- Task prompt:
Every line of the data below is to be written out again exactly.

- Records to process:
• • • •
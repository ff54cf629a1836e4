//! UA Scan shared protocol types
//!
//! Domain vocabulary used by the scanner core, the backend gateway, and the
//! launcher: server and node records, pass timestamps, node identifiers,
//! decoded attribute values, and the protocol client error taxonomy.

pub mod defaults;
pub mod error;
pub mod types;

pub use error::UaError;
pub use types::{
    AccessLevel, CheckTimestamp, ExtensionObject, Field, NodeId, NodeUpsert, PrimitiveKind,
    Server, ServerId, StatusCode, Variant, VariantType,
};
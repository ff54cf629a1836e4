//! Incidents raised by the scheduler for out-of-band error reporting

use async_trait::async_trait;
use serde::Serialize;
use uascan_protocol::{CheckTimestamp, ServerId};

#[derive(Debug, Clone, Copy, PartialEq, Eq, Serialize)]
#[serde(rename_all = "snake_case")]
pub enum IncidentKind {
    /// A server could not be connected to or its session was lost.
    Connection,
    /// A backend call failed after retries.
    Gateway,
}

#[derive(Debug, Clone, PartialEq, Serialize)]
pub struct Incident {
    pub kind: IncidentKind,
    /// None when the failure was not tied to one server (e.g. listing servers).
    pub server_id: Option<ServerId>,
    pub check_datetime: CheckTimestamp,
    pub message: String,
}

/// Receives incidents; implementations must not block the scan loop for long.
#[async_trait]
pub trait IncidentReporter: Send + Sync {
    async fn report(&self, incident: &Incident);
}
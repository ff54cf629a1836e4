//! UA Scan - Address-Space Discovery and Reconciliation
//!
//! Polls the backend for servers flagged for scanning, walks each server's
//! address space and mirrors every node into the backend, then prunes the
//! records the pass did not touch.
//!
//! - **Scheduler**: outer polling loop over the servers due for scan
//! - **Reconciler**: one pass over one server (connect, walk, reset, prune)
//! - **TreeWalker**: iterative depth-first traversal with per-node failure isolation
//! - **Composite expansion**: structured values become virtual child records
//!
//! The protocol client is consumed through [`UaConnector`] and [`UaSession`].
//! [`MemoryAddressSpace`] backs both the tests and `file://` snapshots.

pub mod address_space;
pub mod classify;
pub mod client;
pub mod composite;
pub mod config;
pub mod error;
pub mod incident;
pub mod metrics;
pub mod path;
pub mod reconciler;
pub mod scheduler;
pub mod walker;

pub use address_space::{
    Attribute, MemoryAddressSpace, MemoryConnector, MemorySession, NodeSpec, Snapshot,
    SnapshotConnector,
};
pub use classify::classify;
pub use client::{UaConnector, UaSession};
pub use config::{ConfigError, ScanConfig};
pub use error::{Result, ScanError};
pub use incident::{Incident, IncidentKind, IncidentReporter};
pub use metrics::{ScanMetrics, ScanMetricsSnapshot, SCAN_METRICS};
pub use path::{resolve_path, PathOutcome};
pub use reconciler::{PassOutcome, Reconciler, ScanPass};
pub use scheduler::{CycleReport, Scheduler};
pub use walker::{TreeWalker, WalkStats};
• • • •
- Reply:
repository ff54cf629a1836e4
//! UA Scan shared protocol types
//!
//! Domain vocabulary used by the scanner core, the backend gateway, and the
//! launcher: server and node records, pass timestamps, node identifiers,
//! decoded attribute values, and the protocol client error taxonomy.

pub mod defaults;
pub mod error;
pub mod types;

pub use error::UaError;
pub use types::{
    AccessLevel, CheckTimestamp, ExtensionObject, Field, NodeId, NodeUpsert, PrimitiveKind,
    Server, ServerId, StatusCode, Variant, VariantType,
};
repository ff54cf629a1836e4
//! Incidents raised by the scheduler for out-of-band error reporting

use async_trait::async_trait;
use serde::Serialize;
use uascan_protocol::{CheckTimestamp, ServerId};

#[derive(Debug, Clone, Copy, PartialEq, Eq, Serialize)]
#[serde(rename_all = "snake_case")]
pub enum IncidentKind {
    /// A server could not be connected to or its session was lost.
    Connection,
    /// A backend call failed after retries.
    Gateway,
}

#[derive(Debug, Clone, PartialEq, Serialize)]
pub struct Incident {
    pub kind: IncidentKind,
    /// None when the failure was not tied to one server (e.g. listing servers).
    pub server_id: Option<ServerId>,
    pub check_datetime: CheckTimestamp,
    pub message: String,
}

/// Receives incidents; implementations must not block the scan loop for long.
#[async_trait]
pub trait IncidentReporter: Send + Sync {
    async fn report(&self, incident: &Incident);
}
repository ff54cf629a1836e4
//! UA Scan - Address-Space Discovery and Reconciliation
//!
//! Polls the backend for servers flagged for scanning, walks each server's
//! address space and mirrors every node into the backend, then prunes the
//! records the pass did not touch.
//!
//! - **Scheduler**: outer polling loop over the servers due for scan
//! - **Reconciler**: one pass over one server (connect, walk, reset, prune)
//! - **TreeWalker**: iterative depth-first traversal with per-node failure isolation
//! - **Composite expansion**: structured values become virtual child records
//!
//! The protocol client is consumed through [`UaConnector`] and [`UaSession`].
//! [`MemoryAddressSpace`] backs both the tests and `file://` snapshots.

pub mod address_space;
pub mod classify;
pub mod client;
pub mod composite;
pub mod config;
pub mod error;
pub mod incident;
pub mod metrics;
pub mod path;
pub mod reconciler;
pub mod scheduler;
pub mod walker;

pub use address_space::{
    Attribute, MemoryAddressSpace, MemoryConnector, MemorySession, NodeSpec, Snapshot,
    SnapshotConnector,
};
pub use classify::classify;
pub use client::{UaConnector, UaSession};
pub use config::{ConfigError, ScanConfig};
pub use error::{Result, ScanError};
pub use incident::{Incident, IncidentKind, IncidentReporter};
pub use metrics::{ScanMetrics, ScanMetricsSnapshot, SCAN_METRICS};
pub use path::{resolve_path, PathOutcome};
pub use reconciler::{PassOutcome, Reconciler, ScanPass};
pub use scheduler::{CycleReport, Scheduler};
pub use walker::{TreeWalker, WalkStats};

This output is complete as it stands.